Several recent statistical guidelines include information on Bayesian inference, but these guidelines are either minimalist (Appelbaum et al., 2018; The BaSiS group, 2001), focus only on relatively complex statistical tests (Depaoli & Schoot, 2017), are too specific to a certain field (Spiegelhalter, Myles, Jones, & Abrams, 2000; Sung et al., 2005), or do not cover the full inferential process (Jarosz & Wiley, 2014). The current article aims to provide a general overview of the different stages of the Bayesian reasoning process in a research setting. Specifically, we focus on guidelines for analyses conducted in JASP (JASP Team, 2019; jasp-stats.org), although these guidelines can be generalized to other software packages for Bayesian inference. JASP is an open-source statistical software program with a graphical user interface that features both Bayesian and frequentist versions of common tools such as the t test, the ANOVA, and regression analysis (e.g., Marsman & Wagenmakers, 2017; Wagenmakers et al., 2018).

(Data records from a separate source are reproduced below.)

//! Placeholder substitution.
//!
//! Recognized forms: `{{ NAME }}` and `<%= NAME %>`. Known names are `CODE`,
//! `STYLE` and `TITLE`; anything else is left as written. Injected content
//! is compiler output and is inserted verbatim.

use std::sync::LazyLock;

use regex::{Captures, Regex};

use super::{BuildArtifact, BuildSettings};
use crate::compiler::{Compiled, ModuleFormat};
use crate::core::{ErrorRecord, Stage};

static PLACEHOLDER: LazyLock<Regex> = LazyLock::new(|| {
    Regex::new(
        r"\{\{[ \t\r\n]*([A-Za-z_][A-Za-z0-9_]*)[ \t\r\n]*\}\}|<%=[ \t\r\n]*([A-Za-z_][A-Za-z0-9_]*)[ \t\r\n]*%>",
    )
    .unwrap()
});

/// Substitute compiled script, stylesheet and title into the template.
pub fn render_page(
    template: &str,
    script: &Compiled,
    style: &Compiled,
    settings: &BuildSettings,
) -> BuildArtifact {
    let code = match settings.script.format {
        ModuleFormat::Esm => format!("<script type=\"module\">{}</script>", script.code),
        ModuleFormat::Iife => format!("<script>{}</script>", script.code),
    };
    let css = format!("<style>{}</style>", style.code);

    let mut has_code = false;
    let mut has_style = false;
    let html = PLACEHOLDER
        .replace_all(template, |caps: &Captures<'_>| {
            let name = caps.get(1).or_else(|| caps.get(2)).map_or("", |m| m.as_str());
            match name {
                "CODE" => {
                    has_code = true;
                    code.clone()
                }
                "STYLE" => {
                    has_style = true;
                    css.clone()
                }
                "TITLE" => settings.title.clone(),
                _ => caps[0].to_string(),
            }
        })
        .into_owned();

    let mut warnings = Vec::with_capacity(script.warnings.len() + style.warnings.len());
    warnings.extend(script.warnings.iter().cloned());
    warnings.extend(style.warnings.iter().cloned());
    if !has_code {
        warnings.push(ErrorRecord::warning(
            Stage::Template,
            "template has no CODE placeholder, script not inlined",
        ));
    }
    if !has_style {
        warnings.push(ErrorRecord::warning(
            Stage::Template,
            "template has no STYLE placeholder, stylesheet not inlined",
        ));
    }

    BuildArtifact { html, warnings }
}
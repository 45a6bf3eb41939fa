//! Path normalization utilities.
//!
//! - `normalize_path` - file system paths (canonicalize + fallback)
//! - `resolve_path` - resolve relative paths against a base directory
//! - `is_temp_file` - editor artifacts that must never trigger a rebuild

use std::path::{Path, PathBuf};

/// Normalize a file system path to absolute form.
///
/// Tries `canonicalize()` first (resolves symlinks, `.`, `..`).
/// Falls back to:
/// - Return as-is if already absolute
/// - Join with current directory if relative
#[inline]
pub fn normalize_path(path: &Path) -> PathBuf {
    path.canonicalize().unwrap_or_else(|_| {
        if path.is_absolute() {
            path.to_path_buf()
        } else {
            std::env::current_dir().map_or_else(|_| path.to_path_buf(), |cwd| cwd.join(path))
        }
    })
}

/// Resolve a path relative to `base` unless it is already absolute.
#[inline]
pub fn resolve_path(path: &Path, base: &Path) -> PathBuf {
    if path.is_absolute() {
        path.to_path_buf()
    } else {
        base.join(path)
    }
}

/// Check if path is a temp/backup file (editor artifacts).
pub fn is_temp_file(path: &Path) -> bool {
    let name = path.file_name().and_then(|n| n.to_str()).unwrap_or("");
    let ext = path.extension().and_then(|e| e.to_str()).unwrap_or("");

    matches!(ext, "bck" | "bak" | "backup" | "swp" | "swo" | "swx" | "tmp")
        || name.ends_with('~')
        || name.starts_with('.')
        || name.starts_with("4913") // vim write probe
}
//! Compiler doubles for pipeline and lifecycle tests.

use std::collections::VecDeque;
use std::path::Path;

use parking_lot::Mutex;
use tokio_util::sync::CancellationToken;

use super::{Compiled, ScriptCompiler, ScriptOptions, StyleCompiler, StyleOptions};
use crate::core::{Failure, Stage};
use crate::signal::{Signal, SignalResult};

fn settle(result: &SignalResult<Compiled>) -> Signal<Compiled> {
    match result {
        Ok(compiled) => Signal::resolved(compiled.clone()),
        Err(failure) => Signal::failed(failure.clone()),
    }
}

/// Script compiler returning the same result for every call.
pub struct FixedScript(pub SignalResult<Compiled>);

impl FixedScript {
    pub fn ok(code: &str) -> Self {
        Self(Ok(Compiled::new(code)))
    }

    pub fn fail(message: &str) -> Self {
        Self(Err(Failure::error(Stage::Script, message)))
    }
}

impl ScriptCompiler for FixedScript {
    fn name(&self) -> &str {
        "fixed"
    }

    fn compile(&self, _: &Path, _: &ScriptOptions, _: CancellationToken) -> Signal<Compiled> {
        settle(&self.0)
    }
}

/// Script compiler handing out prepared signals, one per call.
#[derive(Default)]
pub struct QueuedScript {
    queue: Mutex<VecDeque<Signal<Compiled>>>,
}

impl QueuedScript {
    pub fn new(signals: impl IntoIterator<Item = Signal<Compiled>>) -> Self {
        Self {
            queue: Mutex::new(signals.into_iter().collect()),
        }
    }
}

impl ScriptCompiler for QueuedScript {
    fn name(&self) -> &str {
        "queued"
    }

    fn compile(&self, _: &Path, _: &ScriptOptions, _: CancellationToken) -> Signal<Compiled> {
        self.queue
            .lock()
            .pop_front()
            .unwrap_or_else(|| Signal::failed(Failure::error(Stage::Script, "no prepared result")))
    }
}

/// Style compiler passing the stylesheet through untouched.
pub struct EchoStyle;

impl StyleCompiler for EchoStyle {
    fn name(&self) -> &str {
        "echo"
    }

    fn compile(
        &self,
        source: String,
        _: &Path,
        _: &StyleOptions,
        _: CancellationToken,
    ) -> Signal<Compiled> {
        Signal::resolved(Compiled::new(source))
    }
}

/// Style compiler that always fails.
pub struct FailingStyle(pub &'static str);

impl StyleCompiler for FailingStyle {
    fn name(&self) -> &str {
        "failing"
    }

    fn compile(
        &self,
        _: String,
        _: &Path,
        _: &StyleOptions,
        _: CancellationToken,
    ) -> Signal<Compiled> {
        Signal::failed(Failure::error(Stage::Style, self.0))
    }
}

We discuss four stages of analysis: planning, executing, interpreting, and reporting. These stages and their individual components are summarized in Table 1. In order to provide a concrete illustration of the guidelines for each of the four stages, each section features a data set reported by Frisby and Clatworthy (1975). This data set concerns the time it took two groups of participants to see a figure hidden in a stereogram—one group received advance visual information about the scene (i.e., the VV condition), whereas the other group did not (i.e., the NV condition). Footnote 1 Three additional examples (mixed ANOVA, correlation analysis, and a t test with an informed prior) are provided in an online appendix at https://osf.io/nw49j/. Throughout the paper, we present three boxes that provide additional technical discussion. These boxes, while not strictly necessary, may prove useful to readers interested in greater detail.
Once the quality of the data has been confirmed, the planned analyses can be carried out. JASP offers a graphical user interface for both frequentist and Bayesian analyses. JASP 0.10.2 features the following Bayesian analyses: the binomial test, the Chi-square test, the multinomial test, the t test (one-sample, paired sample, two-sample, Wilcoxon rank-sum, and Wilcoxon signed-rank tests), A/B tests, ANOVA, ANCOVA, repeated measures ANOVA, correlations (Pearson’s ρ and Kendall’s τ), linear regression, and log-linear regression. After loading the data into JASP, the desired analysis can be conducted by dragging and dropping variables into the appropriate boxes; tick marks can be used to select the desired output.
The resulting output (i.e., figures and tables) can be annotated and saved as a .jasp file. Output can then be shared with peers, with or without the real data in the .jasp file; if the real data are added, reviewers can easily reproduce the analyses, conduct alternative analyses, or insert comments.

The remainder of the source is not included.